We now have available balloons that are specifically designed to prevent distal embolization (www.angioslide.com) as well as a variety of embolic protection devices. Although the incidence of clinically significant peripheral embolization during endovascular revascularization is thought to be low, it can be devastating. It has become my practice — for virtually all cases — to utilize devices to reduce embolization. Although there is much to be learned about which cases are the highest risk for embolization, I would like to hear from other endovascular specialists about their experience with strategies to reduce embolization during endovascular revascularization.

Robert S. Dieter, MD RVT

_________________________________________________________________________________

ROBERT S. DIETER, MD, RVT
Dr. Dieter is an interventional cardiologist and vascular medicine specialist. He has completed advanced fellowship in Vascular Medicine and Peripheral Vascular Interventions at Georgetown University/Washington Hospital Center in Washington, D.C.
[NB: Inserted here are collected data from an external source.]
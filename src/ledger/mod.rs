// src/ledger/mod.rs

pub mod kind;
pub mod store;

pub use kind::{KindSet, ProcessingKind};
pub use store::Ledger;
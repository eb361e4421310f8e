use super::Table;
use anyhow::{anyhow, Result};

fn require_column(table: &Table, name: &str) -> Result<usize> {
    table
        .column_index(name)
        .ok_or_else(|| anyhow!("input is missing required column `{}`", name))
}

/// Project a table down to the columns the web scraper consumes.
///
/// Keeps `Name` and `Website`, drops rows where either cell is missing
/// (ragged row; an empty string is a present value and is kept), and adds
/// an `Emails` column initialized to empty for every row.
pub fn project_for_web_scraping(table: &Table) -> Result<Table> {
    let name_idx = require_column(table, "Name")?;
    let site_idx = require_column(table, "Website")?;

    let mut rows = Vec::with_capacity(table.rows.len());
    for row in &table.rows {
        let (Some(name), Some(site)) = (row.get(name_idx), row.get(site_idx)) else {
            continue;
        };
        rows.push(vec![name.clone(), site.clone(), String::new()]);
    }

    Ok(Table {
        headers: vec!["Name".into(), "Website".into(), "Emails".into()],
        rows,
    })
}

/// Project a table down to `Name` and `Phone Number`, dropping rows whose
/// `Phone Number` cell is missing. A missing `Name` cell leaves that field
/// empty rather than dropping the row.
pub fn project_for_phone_numbers(table: &Table) -> Result<Table> {
    let name_idx = require_column(table, "Name")?;
    let phone_idx = require_column(table, "Phone Number")?;

    let mut rows = Vec::with_capacity(table.rows.len());
    for row in &table.rows {
        let Some(phone) = row.get(phone_idx) else {
            continue;
        };
        let name = row.get(name_idx).cloned().unwrap_or_default();
        rows.push(vec![name, phone.clone()]);
    }

    Ok(Table {
        headers: vec!["Name".into(), "Phone Number".into()],
        rows,
    })
}

#[cfg(test)]
mod tests {
    use super::*;

    fn table(headers: &[&str], rows: &[&[&str]]) -> Table {
        Table {
            headers: headers.iter().map(|s| s.to_string()).collect(),
            rows: rows
                .iter()
                .map(|r| r.iter().map(|s| s.to_string()).collect())
                .collect(),
        }
    }

    #[test]
    fn web_scraping_keeps_empty_strings_and_drops_ragged_rows() -> Result<()> {
        let input = table(
            &["Name", "Website"],
            &[
                &["A", "x.com"],
                &["B", ""],   // empty Website is present, kept
                &["C"],       // missing Website cell, dropped
                &[],          // missing both, dropped
            ],
        );

        let out = project_for_web_scraping(&input)?;
        assert_eq!(out.headers, vec!["Name", "Website", "Emails"]);
        assert_eq!(
            out.rows,
            vec![
                vec!["A".to_string(), "x.com".to_string(), String::new()],
                vec!["B".to_string(), String::new(), String::new()],
            ]
        );
        Ok(())
    }

    #[test]
    fn web_scraping_subsets_extra_columns() -> Result<()> {
        let input = table(
            &["Phone Number", "Name", "Website", "Notes"],
            &[&["555-0100", "A", "x.com", "vip"]],
        );

        let out = project_for_web_scraping(&input)?;
        assert_eq!(
            out.rows,
            vec![vec!["A".to_string(), "x.com".to_string(), String::new()]]
        );
        Ok(())
    }

    #[test]
    fn web_scraping_requires_both_columns() {
        let input = table(&["Name", "Phone Number"], &[&["A", "555-0100"]]);
        let err = project_for_web_scraping(&input).unwrap_err();
        assert!(err.to_string().contains("Website"));
    }

    #[test]
    fn phone_numbers_drops_rows_without_phone_cell() -> Result<()> {
        let input = table(
            &["Name", "Website", "Phone Number"],
            &[
                &["A", "x.com", "555-0100"],
                &["B", "y.com"], // phone cell missing, dropped
                &["C", "z.com", ""], // empty phone is present, kept
            ],
        );

        let out = project_for_phone_numbers(&input)?;
        assert_eq!(out.headers, vec!["Name", "Phone Number"]);
        assert_eq!(
            out.rows,
            vec![
                vec!["A".to_string(), "555-0100".to_string()],
                vec!["C".to_string(), String::new()],
            ]
        );
        Ok(())
    }

    #[test]
    fn phone_numbers_requires_both_columns() {
        let input = table(&["Name", "Website"], &[&["A", "x.com"]]);
        let err = project_for_phone_numbers(&input).unwrap_err();
        assert!(err.to_string().contains("Phone Number"));
    }

    #[test]
    fn projections_preserve_row_order_and_input() -> Result<()> {
        let input = table(
            &["Name", "Website"],
            &[&["B", "b.com"], &["A", "a.com"]],
        );
        let before = input.clone();

        let out = project_for_web_scraping(&input)?;
        assert_eq!(out.rows[0][0], "B");
        assert_eq!(out.rows[1][0], "A");
        assert_eq!(input, before);
        Ok(())
    }
}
With a patient care emphasis in Vascular Medicine, he specializes in the management of patients with complex vascular diseases. He manages patients with stroke, TIA, and those at risk for stroke, particularly those with carotid artery blockages requiring angioplasty/stenting or those with PFO. He also specializes in renal artery stenosis. In fact, Dr. Dieter has published on new and potentially safer methods to treat blockages in the renal arteries. Dr. Dieter performs minimally invasive abdominal aortic aneurysm repair (endograft). Dr. Dieter has extensive training in the management of patients with claudication, as well as those with critical limb ischemia and non-healing ulcers — particularly in patients with diabetes. Furthermore, Dr. Dieter is board-certified in interventional cardiology and specializes in angioplasty, stenting and myocardial infarction treatment. Although Dr. Dieter is a vascular medicine specialist and interventional cardiologist, his underlying philosophy is the prevention of disease. He completed an advanced fellowship with renowned experts in Preventive Cardiology. Dr. Dieter actively treats patients with complex dyslipidemias.

Dr. Dieter graduated Alpha Omega Alpha from medical school. He has written over 100 journal articles, eight book chapters, is on the editorial board of several medical journals, and lectures internationally on cardiovascular diseases. He is the editor of two textbooks on vascular disease.
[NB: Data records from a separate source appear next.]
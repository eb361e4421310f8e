use anyhow::{Context, Result};
use serde::Deserialize;
use std::{fs, io, path::PathBuf};

const CONFIG_FILE: &str = "leadclean.yaml";

/// Paths the tool works against. All fields default to the conventional
/// layout in the working directory, so a partial (or absent) config file
/// works.
#[derive(Debug, Clone, Deserialize)]
pub struct Config {
    #[serde(default = "default_raw_dir")]
    pub raw_dir: PathBuf,
    #[serde(default = "default_cleaned_dir")]
    pub cleaned_dir: PathBuf,
    #[serde(default = "default_ledger_path")]
    pub ledger_path: PathBuf,
}

fn default_raw_dir() -> PathBuf {
    PathBuf::from("raw_data")
}

fn default_cleaned_dir() -> PathBuf {
    PathBuf::from("cleaned_data")
}

fn default_ledger_path() -> PathBuf {
    PathBuf::from("processed_files.txt")
}

impl Default for Config {
    fn default() -> Self {
        Config {
            raw_dir: default_raw_dir(),
            cleaned_dir: default_cleaned_dir(),
            ledger_path: default_ledger_path(),
        }
    }
}

impl Config {
    /// Read `leadclean.yaml` from the working directory; absent file means
    /// pure defaults.
    pub fn load() -> Result<Self> {
        match fs::read_to_string(CONFIG_FILE) {
            Ok(contents) => Self::from_yaml(&contents),
            Err(e) if e.kind() == io::ErrorKind::NotFound => Ok(Self::default()),
            Err(e) => Err(e).with_context(|| format!("reading `{}`", CONFIG_FILE)),
        }
    }

    pub fn from_yaml(contents: &str) -> Result<Self> {
        serde_yaml::from_str(contents).with_context(|| format!("parsing `{}`", CONFIG_FILE))
    }
}

#[cfg(test)]
mod tests {
    use super::*;

    #[test]
    fn defaults_match_conventional_layout() {
        let cfg = Config::default();
        assert_eq!(cfg.raw_dir, PathBuf::from("raw_data"));
        assert_eq!(cfg.cleaned_dir, PathBuf::from("cleaned_data"));
        assert_eq!(cfg.ledger_path, PathBuf::from("processed_files.txt"));
    }

    #[test]
    fn partial_yaml_keeps_other_defaults() -> Result<()> {
        let cfg = Config::from_yaml("raw_dir: /srv/incoming\n")?;
        assert_eq!(cfg.raw_dir, PathBuf::from("/srv/incoming"));
        assert_eq!(cfg.cleaned_dir, PathBuf::from("cleaned_data"));
        assert_eq!(cfg.ledger_path, PathBuf::from("processed_files.txt"));
        Ok(())
    }

    #[test]
    fn full_yaml_overrides_everything() -> Result<()> {
        let cfg = Config::from_yaml(
            "raw_dir: in\ncleaned_dir: out\nledger_path: out/ledger.txt\n",
        )?;
        assert_eq!(cfg.raw_dir, PathBuf::from("in"));
        assert_eq!(cfg.cleaned_dir, PathBuf::from("out"));
        assert_eq!(cfg.ledger_path, PathBuf::from("out/ledger.txt"));
        Ok(())
    }
}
ARAVINDA NANJUNDAPPA, MD, RVT
Dr. Nanjundappa completed medical graduation in Adichunchanagiri Institute of Medical Sciences, India. He is specialist in Internal Medicine and Cardiology. He has certification in Cardiovascular Disease, Internal Medicine and Interventional Cardiology. He has been resident and fellow at Seton Hall University, Shands Hospital, Washington Hospital Center. He has also served as Director of Vascular Medicine and Peripheral Interventions at Pitt County Memorial Hospital, Greenville, North Carolina. At present, he is working as an Associate Professor of Medicine and General Surgery at West Virginia University School of Medicine, Charleston, West Virginia. He is a Board-Certified Cardiologist and Interventionalist.
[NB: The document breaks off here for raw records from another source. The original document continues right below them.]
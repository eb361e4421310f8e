use crate::ledger::Ledger;
use anyhow::{Context, Result};
use glob::glob;
use std::path::{Path, PathBuf};
use tracing::warn;

/// Pick the next raw CSV that still has cleaning work left.
///
/// Scans `raw_dir` for `*.csv` entries in alphabetical order and returns the
/// first whose ledger entry has fewer than two completed kinds. Returns
/// `None` when everything is done (or the directory is missing or empty);
/// the caller falls back to an interactively supplied path.
pub fn next_eligible(raw_dir: &Path, ledger: &Ledger) -> Result<Option<PathBuf>> {
    let pattern = format!("{}/*.csv", raw_dir.display());
    for entry in glob(&pattern).context("invalid glob pattern for raw-data scan")? {
        let path = match entry {
            Ok(p) => p,
            Err(e) => {
                warn!("cannot read glob entry: {:?}", e);
                continue;
            }
        };
        if !path.is_file() {
            continue;
        }
        let Some(name) = path.file_name().and_then(|f| f.to_str()) else {
            continue;
        };
        if !ledger.completed_for(name).is_complete() {
            return Ok(Some(path));
        }
    }
    Ok(None)
}

#[cfg(test)]
mod tests {
    use super::*;
    use crate::ledger::ProcessingKind;
    use std::fs;
    use tempfile::tempdir;

    fn empty_ledger(dir: &Path) -> Ledger {
        Ledger::load(dir.join("processed_files.txt")).unwrap()
    }

    #[test]
    fn picks_first_csv_alphabetically() -> Result<()> {
        let dir = tempdir()?;
        fs::write(dir.path().join("b.csv"), "Name\n")?;
        fs::write(dir.path().join("a.csv"), "Name\n")?;
        fs::write(dir.path().join("notes.txt"), "not a csv\n")?;

        let ledger = empty_ledger(dir.path());
        let picked = next_eligible(dir.path(), &ledger)?.expect("a file should be eligible");
        assert_eq!(picked.file_name().unwrap(), "a.csv");
        Ok(())
    }

    #[test]
    fn skips_fully_processed_files_regardless_of_order() -> Result<()> {
        let dir = tempdir()?;
        fs::write(dir.path().join("a.csv"), "Name\n")?;
        fs::write(dir.path().join("b.csv"), "Name\n")?;

        let mut ledger = empty_ledger(dir.path());
        ledger.record("a.csv", ProcessingKind::WebScraping)?;
        ledger.record("a.csv", ProcessingKind::PhoneNumbers)?;

        let picked = next_eligible(dir.path(), &ledger)?.expect("b.csv should be eligible");
        assert_eq!(picked.file_name().unwrap(), "b.csv");
        Ok(())
    }

    #[test]
    fn partially_processed_files_stay_eligible() -> Result<()> {
        let dir = tempdir()?;
        fs::write(dir.path().join("a.csv"), "Name\n")?;

        let mut ledger = empty_ledger(dir.path());
        ledger.record("a.csv", ProcessingKind::WebScraping)?;

        let picked = next_eligible(dir.path(), &ledger)?.expect("a.csv has one kind left");
        assert_eq!(picked.file_name().unwrap(), "a.csv");
        Ok(())
    }

    #[test]
    fn none_when_all_done_or_dir_missing() -> Result<()> {
        let dir = tempdir()?;
        fs::write(dir.path().join("a.csv"), "Name\n")?;

        let mut ledger = empty_ledger(dir.path());
        ledger.record("a.csv", ProcessingKind::WebScraping)?;
        ledger.record("a.csv", ProcessingKind::PhoneNumbers)?;
        assert!(next_eligible(dir.path(), &ledger)?.is_none());

        let ledger = empty_ledger(dir.path());
        assert!(next_eligible(&dir.path().join("no_such_dir"), &ledger)?.is_none());
        Ok(())
    }
}
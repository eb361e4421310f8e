/// Represents which cleaning purpose a file was processed for.
#[derive(Clone, Copy, Debug, PartialEq, Eq, Hash)]
pub enum ProcessingKind {
    WebScraping,
    PhoneNumbers,
}

impl ProcessingKind {
    /// All kinds, in the fixed order used everywhere (ledger compaction,
    /// KindSet iteration, menu numbering).
    pub const ALL: [ProcessingKind; 2] = [ProcessingKind::WebScraping, ProcessingKind::PhoneNumbers];

    fn bit(self) -> u8 {
        match self {
            ProcessingKind::WebScraping => 0b01,
            ProcessingKind::PhoneNumbers => 0b10,
        }
    }

    /// The literal label written to the ledger file.
    pub fn label(self) -> &'static str {
        match self {
            ProcessingKind::WebScraping => "Processed for Web Scraping",
            ProcessingKind::PhoneNumbers => "Processed for Phone Numbers",
        }
    }

    pub fn from_label(s: &str) -> Option<Self> {
        match s.trim() {
            "Processed for Web Scraping" => Some(ProcessingKind::WebScraping),
            "Processed for Phone Numbers" => Some(ProcessingKind::PhoneNumbers),
            _ => None,
        }
    }

    /// Human-readable name used in skip messages.
    pub fn describe(self) -> &'static str {
        match self {
            ProcessingKind::WebScraping => "web scraping",
            ProcessingKind::PhoneNumbers => "phone numbers",
        }
    }

    /// Output subdirectory under the cleaned-data root.
    pub fn subdir(self) -> &'static str {
        match self {
            ProcessingKind::WebScraping => "for_web_data",
            ProcessingKind::PhoneNumbers => "for_phone_numbers",
        }
    }

    /// Prefix prepended to the source filename for the output file.
    pub fn prefix(self) -> &'static str {
        match self {
            ProcessingKind::WebScraping => "clean_web_",
            ProcessingKind::PhoneNumbers => "clean_phone_",
        }
    }
}

/// Set of processing kinds completed for one file, as a bitmask.
/// Iteration order is fixed: WebScraping, then PhoneNumbers.
#[derive(Clone, Copy, Debug, Default, PartialEq, Eq)]
pub struct KindSet(u8);

impl KindSet {
    pub fn insert(&mut self, kind: ProcessingKind) {
        self.0 |= kind.bit();
    }

    pub fn contains(&self, kind: ProcessingKind) -> bool {
        self.0 & kind.bit() != 0
    }

    pub fn len(&self) -> usize {
        self.0.count_ones() as usize
    }

    pub fn is_empty(&self) -> bool {
        self.0 == 0
    }

    /// True once every kind has been completed for the file.
    pub fn is_complete(&self) -> bool {
        self.len() == ProcessingKind::ALL.len()
    }

    pub fn iter(&self) -> impl Iterator<Item = ProcessingKind> + '_ {
        ProcessingKind::ALL.into_iter().filter(|k| self.contains(*k))
    }
}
Recipient of numerous teaching, research awards and grants, Dr. Nanjundappa is author of more than 60 peer-review journal articles and text book chapters. A frequent national and international guest lecturer, he serves on the editorial boards of eight journals including: Angiology; Interventional Cardiology (Associate Editor); and The Internet Journal of Endovascular Medicine (Chief Medical Editor). Dr. Nanjundappa has participated in several important Clinical Trials including: CLEVER, CORAL, CAPTURE, CREST, HERCULES, MOBILITY, and CHOICES.